The student said she had been raped by the 30-year-old teacher in a music room approximately two months ago. Three days after the initial sex assault, she was targeted by the 62-year-old suspect.
The teenager was allegedly targeted again by the younger teacher the day prior to the Navratri religious festival, which took place between September 29 and October 8 this year, The Times of India reported.
The relation between the two suspects, who share the same surname, was not immediately clear.
The impaired student said the sexual assaults only stopped after she alerted other teachers to the behavior. Her family became aware of the situation after the teenager did not want to return to the school after going home to her native village for the Diwali festival last month.
According to The Times of India, the student enrolled in the school in July. The facility, which was not specifically named, reportedly offers courses for students with disabilities. The aunt’s complaint regarding the alleged child rape was lodged to authorities on November 4.
Police inspector Ambaji JB Agrawat told the news outlet: “We are investigating the case and a manhunt has been launched to trace the two accused teachers who have fled.”
There are tens of thousands of rapes committed against women every year in the country, which has been hit by a series of brutal high-profile sex assault cases in recent years, including on children and teens.
Some of the most-recent statistics, released by India’s National Crime Records Bureau, say there were 38,947 rapes reported in 2016. There were 338,954 total reported crimes against women the same year, compared to 329,243 reported cases in 2015 and 339,457 in 2014.
In August, CNN reported seven suspects had been arrested in the country after a 15-year-old girl was gang raped and publicly shamed in Bihar state. In January last year, India was rocked by the abduction, torture, rape and murder of an 8-year-old Muslim girl named Asifa Bano.
The horrific cases forced the government to take action. In April, politicians updated the country’s penal code to say anyone convicted of raping a child under the age of 12 could face the death penalty, while increasing prison sentences for anyone who is convicted of sexual assaults on girls under 16 and adult women, the BBC reported.

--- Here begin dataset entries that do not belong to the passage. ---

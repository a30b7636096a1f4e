#![deny(
    unsafe_code,
    missing_docs,
    dead_code,
    unused_results,
    non_snake_case,
    unreachable_pub
)]

//! Core contracts shared across the PacMan simulation.
//!
//! This crate defines the value types and the notification surface that
//! connect the authoritative level state, the game orchestrator and any
//! presentation adapter. The world mutates tiles and entities, records every
//! observable change as an [`Event`], and the owning level fans those events
//! out to registered [`Observer`] values in registration order. Observers only
//! ever receive shared references, so they cannot re-enter the tick that
//! produced the notification.

mod observer;

use serde::{Deserialize, Serialize};

pub use observer::{Observer, ObserverRegistry, SubscriptionId};

/// Number of lives a player starts every session with.
pub const MAX_LIVES: u8 = 3;

/// Ticks the player needs to cross one cell unless a level overrides it.
pub const DEFAULT_PLAYER_SPEED: u32 = 10;

/// Ticks a hostile needs to cross one cell unless a level overrides it.
pub const DEFAULT_HOSTILE_SPEED: u32 = 12;

/// Interval between two simulation ticks in the reference configuration.
pub const DEFAULT_TICK_INTERVAL_MS: u64 = 5;

/// Integer location on the tile grid.
///
/// Coordinates are signed so that neighbours of border cells can be expressed
/// and answered with the synthetic boundary wall.
#[derive(Clone, Copy, Debug, Default, PartialEq, Eq, Hash, PartialOrd, Ord, Serialize, Deserialize)]
pub struct Point {
    x: i32,
    y: i32,
}

impl Point {
    /// Creates a new point from column and row coordinates.
    #[must_use]
    pub const fn new(x: i32, y: i32) -> Self {
        Self { x, y }
    }

    /// Column of the point, growing to the right.
    #[must_use]
    pub const fn x(&self) -> i32 {
        self.x
    }

    /// Row of the point, growing downwards.
    #[must_use]
    pub const fn y(&self) -> i32 {
        self.y
    }

    /// Returns the adjacent point one cell away in `direction`.
    #[must_use]
    pub const fn neighbor(self, direction: Direction) -> Self {
        let delta = direction.delta();
        Self {
            x: self.x.wrapping_add(delta.x),
            y: self.y.wrapping_add(delta.y),
        }
    }
}

/// Cardinal directions an entity can face or move toward.
#[derive(Clone, Copy, Debug, PartialEq, Eq, Hash, Serialize, Deserialize)]
pub enum Direction {
    /// Movement toward decreasing row indices.
    Up,
    /// Movement toward increasing row indices.
    Down,
    /// Movement toward decreasing column indices.
    Left,
    /// Movement toward increasing column indices.
    Right,
}

impl Direction {
    /// All directions in clockwise order starting at [`Direction::Up`].
    pub const ALL: [Direction; 4] = [
        Direction::Up,
        Direction::Right,
        Direction::Down,
        Direction::Left,
    ];

    /// Unit offset a single step in this direction applies to a [`Point`].
    #[must_use]
    pub const fn delta(self) -> Point {
        match self {
            Self::Up => Point::new(0, -1),
            Self::Down => Point::new(0, 1),
            Self::Left => Point::new(-1, 0),
            Self::Right => Point::new(1, 0),
        }
    }

    /// Direction reached by a quarter turn to the right.
    #[must_use]
    pub const fn clockwise(self) -> Self {
        match self {
            Self::Up => Self::Right,
            Self::Right => Self::Down,
            Self::Down => Self::Left,
            Self::Left => Self::Up,
        }
    }

    /// Direction pointing the opposite way.
    #[must_use]
    pub const fn opposite(self) -> Self {
        match self {
            Self::Up => Self::Down,
            Self::Down => Self::Up,
            Self::Left => Self::Right,
            Self::Right => Self::Left,
        }
    }

    /// Parses a single-letter direction code (`U`, `D`, `L`, `R`, any case).
    #[must_use]
    pub fn from_code(code: char) -> Option<Self> {
        match code.to_ascii_uppercase() {
            'U' => Some(Self::Up),
            'D' => Some(Self::Down),
            'L' => Some(Self::Left),
            'R' => Some(Self::Right),
            _ => None,
        }
    }
}

/// Contents of a single grid cell.
#[derive(Clone, Copy, Debug, PartialEq, Eq, Hash, Serialize, Deserialize)]
pub enum Tile {
    /// Impassable cell. Also used for every query outside the grid.
    Wall,
    /// Empty cell that entities can cross freely.
    Floor,
    /// Consumable worth `cost` points.
    Pellet {
        /// Points awarded when the player consumes the pellet.
        cost: u32,
    },
    /// Consumable that additionally energizes the player for a while.
    Energizer {
        /// Points awarded when the player consumes the energizer.
        cost: u32,
        /// Number of ticks the energized effect lasts.
        duration: u32,
    },
}

impl Tile {
    /// Reports whether entities may enter the tile.
    #[must_use]
    pub const fn is_passable(self) -> bool {
        !matches!(self, Self::Wall)
    }

    /// Reports whether the tile belongs to the consumable family and counts
    /// toward the grid's remaining consumables.
    #[must_use]
    pub const fn is_consumable(self) -> bool {
        matches!(self, Self::Pellet { .. } | Self::Energizer { .. })
    }

    /// Points awarded for consuming the tile, if it is consumable.
    #[must_use]
    pub const fn cost(self) -> Option<u32> {
        match self {
            Self::Pellet { cost } | Self::Energizer { cost, .. } => Some(cost),
            Self::Wall | Self::Floor => None,
        }
    }

    /// Energized ticks granted by the tile, if any.
    #[must_use]
    pub const fn effect_duration(self) -> Option<u32> {
        match self {
            Self::Energizer { duration, .. } => Some(duration),
            _ => None,
        }
    }
}

/// Immutable snapshot of the player carried by player notifications.
#[derive(Clone, Copy, Debug, PartialEq, Eq, Serialize, Deserialize)]
pub struct PlayerState {
    /// Cell currently occupied by the player.
    pub position: Point,
    /// Direction the player last moved toward.
    pub facing: Direction,
    /// Progress toward the next cell; zero while idle.
    pub sub_tick: u32,
    /// Ticks required to cross one cell.
    pub speed: u32,
    /// Lives left in the session.
    pub lives: u8,
    /// Points accumulated on the current level.
    pub score: u32,
    /// Remaining energized ticks.
    pub energized: u32,
}

/// Identifier a level assigns to a registered hostile entity.
#[derive(Clone, Copy, Debug, PartialEq, Eq, Hash, PartialOrd, Ord, Serialize, Deserialize)]
pub struct HostileId(u32);

impl HostileId {
    /// Creates a hostile identifier with the provided numeric value.
    #[must_use]
    pub const fn new(value: u32) -> Self {
        Self(value)
    }

    /// Retrieves the numeric representation of the identifier.
    #[must_use]
    pub const fn get(&self) -> u32 {
        self.0
    }
}

/// Notifications broadcast by the grid, the entities and the game.
#[derive(Clone, Debug, PartialEq, Eq)]
pub enum Event {
    /// A grid cell was replaced and consumables remain.
    GridChanged {
        /// Cell that was rewritten.
        position: Point,
        /// Tile now stored in the cell.
        tile: Tile,
        /// Consumables left on the grid after the mutation.
        remaining: u32,
    },
    /// The last consumable was removed from the grid.
    GridCleared {
        /// Cell whose mutation cleared the grid.
        position: Point,
    },
    /// The player moved, consumed something or otherwise changed.
    PlayerChanged {
        /// Player state after the change.
        state: PlayerState,
    },
    /// The player lost a life.
    PlayerDied {
        /// Player state after the death, including remaining lives.
        state: PlayerState,
    },
    /// A hostile arrived on a new cell.
    HostileMoved {
        /// Identifier of the hostile.
        hostile: HostileId,
        /// Cell the hostile arrived on.
        position: Point,
    },
    /// A hostile was sent back to its start cell.
    HostileReset {
        /// Identifier of the hostile.
        hostile: HostileId,
        /// Start cell the hostile now occupies.
        position: Point,
    },
    /// The game finished loading a level.
    LevelLoaded {
        /// Zero-based index of the level within the session.
        index: usize,
        /// Source identifier the level was loaded from.
        identifier: String,
    },
    /// The game stopped the current level.
    LevelFinished {
        /// Whether the level ended because the grid was cleared.
        won: bool,
        /// Whether the whole session is over.
        finished: bool,
    },
    /// The game's score bookkeeping changed.
    ScoreChanged {
        /// Score accumulated across all levels of the session.
        game: u32,
        /// Score of the current level.
        level: u32,
        /// Best score known to the session.
        best: u32,
    },
}

#[cfg(test)]
mod tests {
    use super::{Direction, Point, PlayerState, Tile};

    #[test]
    fn neighbor_applies_direction_delta() {
        let origin = Point::new(3, 3);
        assert_eq!(origin.neighbor(Direction::Up), Point::new(3, 2));
        assert_eq!(origin.neighbor(Direction::Down), Point::new(3, 4));
        assert_eq!(origin.neighbor(Direction::Left), Point::new(2, 3));
        assert_eq!(origin.neighbor(Direction::Right), Point::new(4, 3));
    }

    #[test]
    fn neighbor_of_origin_can_be_negative() {
        assert_eq!(Point::new(0, 0).neighbor(Direction::Left), Point::new(-1, 0));
    }

    #[test]
    fn clockwise_cycles_through_all_directions() {
        for direction in Direction::ALL {
            let turned = direction.clockwise().clockwise().clockwise().clockwise();
            assert_eq!(turned, direction);
            assert_eq!(direction.clockwise().clockwise(), direction.opposite());
        }
    }

    #[test]
    fn direction_codes_parse_case_insensitively() {
        assert_eq!(Direction::from_code('u'), Some(Direction::Up));
        assert_eq!(Direction::from_code('R'), Some(Direction::Right));
        assert_eq!(Direction::from_code('x'), None);
    }

    #[test]
    fn only_pellets_and_energizers_are_consumable() {
        assert!(!Tile::Wall.is_consumable());
        assert!(!Tile::Floor.is_consumable());
        assert!(Tile::Pellet { cost: 10 }.is_consumable());
        assert!(Tile::Energizer {
            cost: 50,
            duration: 600
        }
        .is_consumable());
    }

    #[test]
    fn cost_is_reported_for_consumables_only() {
        assert_eq!(Tile::Pellet { cost: 10 }.cost(), Some(10));
        assert_eq!(
            Tile::Energizer {
                cost: 50,
                duration: 3
            }
            .cost(),
            Some(50)
        );
        assert_eq!(Tile::Floor.cost(), None);
        assert_eq!(Tile::Wall.cost(), None);
    }

    #[test]
    fn walls_are_the_only_impassable_tiles() {
        assert!(!Tile::Wall.is_passable());
        assert!(Tile::Floor.is_passable());
        assert!(Tile::Pellet { cost: 1 }.is_passable());
    }

    #[test]
    fn player_state_round_trips_through_bincode() {
        let state = PlayerState {
            position: Point::new(4, 7),
            facing: Direction::Left,
            sub_tick: 3,
            speed: 10,
            lives: 2,
            score: 120,
            energized: 0,
        };
        let bytes = bincode::serialize(&state).expect("serialize");
        let restored: PlayerState = bincode::deserialize(&bytes).expect("deserialize");
        assert_eq!(restored, state);
    }
}
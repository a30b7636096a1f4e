//! A game paired with the clock that drives it.

use std::{
    sync::{Arc, Mutex, MutexGuard, PoisonError},
    time::Duration,
};

use pacman_core::Direction;

use crate::{DirectionIntent, Game, GameError, LevelSource, TickClock};

/// Runs a [`Game`] on a [`TickClock`] thread.
///
/// Every operation that replaces or pauses the level stops the clock first,
/// so loading never overlaps a tick. Direction requests bypass the game lock
/// and land in the shared [`DirectionIntent`].
#[derive(Debug)]
pub struct Session {
    game: Arc<Mutex<Game>>,
    intent: DirectionIntent,
    clock: TickClock,
}

impl Session {
    /// Wraps `game` with a clock firing every `interval`.
    #[must_use]
    pub fn new(game: Game, interval: Duration) -> Self {
        let intent = game.intent();
        Self {
            game: Arc::new(Mutex::new(game)),
            intent,
            clock: TickClock::new(interval),
        }
    }

    /// Locks the game for inspection or direct manipulation.
    ///
    /// Holding the guard blocks the clock thread.
    pub fn game(&self) -> MutexGuard<'_, Game> {
        self.game.lock().unwrap_or_else(PoisonError::into_inner)
    }

    /// Stops the clock and starts a fresh game over `source`.
    pub fn new_game(
        &mut self,
        best_score: u32,
        source: impl LevelSource + 'static,
    ) -> Result<(), GameError> {
        self.clock.stop();
        self.game().new_game(best_score, source)
    }

    /// Stops the clock and loads the next level.
    pub fn load_next_level(&mut self) -> Result<bool, GameError> {
        self.clock.stop();
        self.game().load_next_level()
    }

    /// Resumes the game and its clock. Returns whether the game is running.
    pub fn start(&mut self) -> bool {
        let running = self.game().start();
        if running {
            self.clock.start(Arc::clone(&self.game));
        }
        running
    }

    /// Stops the clock, waiting for an in-flight tick, then pauses the game.
    pub fn pause(&mut self) {
        self.clock.stop();
        self.game().pause();
    }

    /// Reports whether the clock is currently ticking the game.
    #[must_use]
    pub fn is_running(&self) -> bool {
        self.clock.is_running() && self.game().is_running()
    }

    /// Records `direction` as the latest intent without taking the game lock.
    pub fn request_direction(&self, direction: Direction) {
        self.intent.request(direction);
    }

    /// Interval between two ticks.
    #[must_use]
    pub const fn interval(&self) -> Duration {
        self.clock.interval()
    }
}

But Human Rights Watch said in a report about India this year that the numerous cases of rape in the country had “once again exposed the failures of the criminal justice system.”
It said: “Victim-blaming is rampant, and lack of witness and victim protection laws make girls and women from marginalized communities even more vulnerable to harassment and threats.
The report adds: “Women and girls with disabilities continue to be at a heightened risk of abuse. Even though the laws on sexual violence include several provisions to safeguard the rights of women and girls with disabilities and facilitate their participation in investigative and judicial processes, girls and women with disabilities face serious barriers in the justice system.”